━━ Supplied data

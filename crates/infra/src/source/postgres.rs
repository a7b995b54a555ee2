//! Postgres-backed record source.
//!
//! Reads one operational view. Amount columns are converted to centavos in SQL
//! (`ROUND(x * 100)::bigint`) so no floating point crosses the boundary, and
//! the reference date is read as text and parsed by the domain date rules.

use async_trait::async_trait;
use sqlx::{PgPool, Row};
use tracing::{debug, warn};

use omiesync_core::{Amount, ContractId, DomainError, SourceRecord, StatusText};

use super::{RecordSource, SourceError};

pub struct PostgresRecordSource {
    pool: PgPool,
    view: String,
}

impl std::fmt::Debug for PostgresRecordSource {
    fn fmt(&self, f: &mut std::fmt::Formatter<'_>) -> std::fmt::Result {
        f.debug_struct("PostgresRecordSource")
            .field("view", &self.view)
            .finish_non_exhaustive()
    }
}

impl PostgresRecordSource {
    pub fn new(pool: PgPool, view: impl Into<String>) -> Result<Self, SourceError> {
        let view = view.into();
        validate_view_name(&view)?;
        Ok(Self { pool, view })
    }

    /// Build a source over a lazily-connected pool. The database is first
    /// contacted on `fetch`, so an unreachable database fails the run rather
    /// than process startup.
    pub fn connect_lazy(database_url: &str, view: impl Into<String>) -> Result<Self, SourceError> {
        let view = view.into();
        validate_view_name(&view)?;
        let pool = PgPool::connect_lazy(database_url).map_err(|e| map_sqlx_error("connect", e))?;
        Ok(Self { pool, view })
    }

    fn query(&self) -> String {
        format!(
            r#"
            SELECT
                contract_id::text AS contract_id,
                reference_date::text AS reference_date,
                ROUND(document_amount * 100)::bigint AS document_amount,
                ROUND(gross_amount * 100)::bigint AS gross_amount,
                ROUND(contract_amount * 100)::bigint AS contract_amount,
                ROUND(net_amount * 100)::bigint AS net_amount,
                ROUND(commission_amount * 100)::bigint AS commission_amount,
                ROUND(commission_amount_alt * 100)::bigint AS commission_amount_alt,
                bank_status::text AS bank_status,
                client_payment_status::text AS client_payment_status,
                client_payment_status_alt::text AS client_payment_status_alt,
                commission_status::text AS commission_status,
                commission_status_alt::text AS commission_status_alt
            FROM {}
            "#,
            self.view
        )
    }
}

/// `schema.view` or `view`, plain identifiers only.
fn validate_view_name(view: &str) -> Result<(), SourceError> {
    let valid_part = |part: &str| {
        let mut chars = part.chars();
        matches!(chars.next(), Some(c) if c.is_ascii_alphabetic() || c == '_')
            && chars.all(|c| c.is_ascii_alphanumeric() || c == '_')
    };
    let parts: Vec<&str> = view.split('.').collect();
    if parts.len() <= 2 && parts.iter().all(|p| valid_part(p)) {
        Ok(())
    } else {
        Err(SourceError::InvalidViewName(view.to_string()))
    }
}

#[async_trait]
impl RecordSource for PostgresRecordSource {
    async fn fetch(&self) -> Result<Vec<SourceRecord>, SourceError> {
        let rows = sqlx::query(&self.query())
            .fetch_all(&self.pool)
            .await
            .map_err(|e| map_sqlx_error("fetch", e))?;

        let mut records = Vec::with_capacity(rows.len());
        for (index, row) in rows.iter().enumerate() {
            let parsed = SourceRow::from_pg(row)
                .map_err(|e| e.to_string())
                .and_then(|r| r.into_record().map_err(|e| e.to_string()));
            match parsed {
                Ok(record) => records.push(record),
                Err(error) => warn!(view = %self.view, row = index, %error, "skipping unreadable source row"),
            }
        }
        debug!(view = %self.view, rows = rows.len(), records = records.len(), "source rows fetched");
        Ok(records)
    }
}

fn map_sqlx_error(operation: &str, err: sqlx::Error) -> SourceError {
    match err {
        sqlx::Error::Database(db_err) => {
            SourceError::Database(format!("database error in {}: {}", operation, db_err.message()))
        }
        sqlx::Error::PoolClosed | sqlx::Error::PoolTimedOut | sqlx::Error::Io(_) => {
            SourceError::Unavailable(format!("{} failed: {}", operation, err))
        }
        _ => SourceError::Database(format!("sqlx error in {}: {}", operation, err)),
    }
}

/// Raw view row, amounts already in centavos.
#[derive(Debug, Default)]
struct SourceRow {
    contract_id: Option<String>,
    reference_date: Option<String>,
    document_amount: Option<i64>,
    gross_amount: Option<i64>,
    contract_amount: Option<i64>,
    net_amount: Option<i64>,
    commission_amount: Option<i64>,
    commission_amount_alt: Option<i64>,
    bank_status: Option<String>,
    client_payment_status: Option<String>,
    client_payment_status_alt: Option<String>,
    commission_status: Option<String>,
    commission_status_alt: Option<String>,
}

impl SourceRow {
    fn from_pg(row: &sqlx::postgres::PgRow) -> Result<Self, sqlx::Error> {
        Ok(SourceRow {
            contract_id: row.try_get("contract_id")?,
            reference_date: row.try_get("reference_date")?,
            document_amount: row.try_get("document_amount")?,
            gross_amount: row.try_get("gross_amount")?,
            contract_amount: row.try_get("contract_amount")?,
            net_amount: row.try_get("net_amount")?,
            commission_amount: row.try_get("commission_amount")?,
            commission_amount_alt: row.try_get("commission_amount_alt")?,
            bank_status: row.try_get("bank_status")?,
            client_payment_status: row.try_get("client_payment_status")?,
            client_payment_status_alt: row.try_get("client_payment_status_alt")?,
            commission_status: row.try_get("commission_status")?,
            commission_status_alt: row.try_get("commission_status_alt")?,
        })
    }

    fn into_record(self) -> Result<SourceRecord, DomainError> {
        let contract_id = ContractId::new(self.contract_id.unwrap_or_default())?;
        let cents = |v: Option<i64>| v.map(Amount::from_cents);
        Ok(SourceRecord {
            contract_id,
            reference_date: self.reference_date,
            document_amount: cents(self.document_amount),
            gross_amount: cents(self.gross_amount),
            contract_amount: cents(self.contract_amount),
            net_amount: cents(self.net_amount),
            commission_amount: cents(self.commission_amount),
            commission_amount_alt: cents(self.commission_amount_alt),
            bank_status: StatusText::new(self.bank_status),
            client_payment_status: StatusText::new(self.client_payment_status),
            client_payment_status_alt: StatusText::new(self.client_payment_status_alt),
            commission_status: StatusText::new(self.commission_status),
            commission_status_alt: StatusText::new(self.commission_status_alt),
        })
    }
}

#[cfg(test)]
mod tests {
    use super::*;

    #[test]
    fn view_names_must_be_plain_identifiers() {
        assert!(validate_view_name("vw_omie_sync").is_ok());
        assert!(validate_view_name("finance.vw_omie_sync").is_ok());
        assert!(validate_view_name("_v1").is_ok());

        for bad in ["", "1view", "a.b.c", "vw; DROP TABLE x", "vw-sync", "public."] {
            assert_eq!(
                validate_view_name(bad),
                Err(SourceError::InvalidViewName(bad.to_string())),
                "{bad:?}"
            );
        }
    }

    #[test]
    fn row_converts_cents_and_statuses() {
        let row = SourceRow {
            contract_id: Some(" 1042 ".into()),
            reference_date: Some("2024-03-01".into()),
            gross_amount: Some(150_050),
            commission_amount_alt: Some(2_500),
            bank_status: Some("Recebido do banco".into()),
            client_payment_status: Some("Pago ao cliente".into()),
            ..Default::default()
        };
        let record = row.into_record().unwrap();

        assert_eq!(record.contract_id.as_str(), "1042");
        assert_eq!(record.principal_amount(), Some(Amount::from_cents(150_050)));
        assert_eq!(record.commission(), Some(Amount::from_cents(2_500)));
        assert!(record.bank_settlement().is_received());
        assert!(record.is_paid_to_client());
        assert!(!record.is_commission_paid());
    }

    #[test]
    fn row_without_contract_id_is_rejected() {
        assert!(SourceRow::default().into_record().is_err());
        let blank = SourceRow {
            contract_id: Some("   ".into()),
            ..Default::default()
        };
        assert!(blank.into_record().is_err());
    }
}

━━━━

The total of lines in the data that contain "warn" is all you should give.

2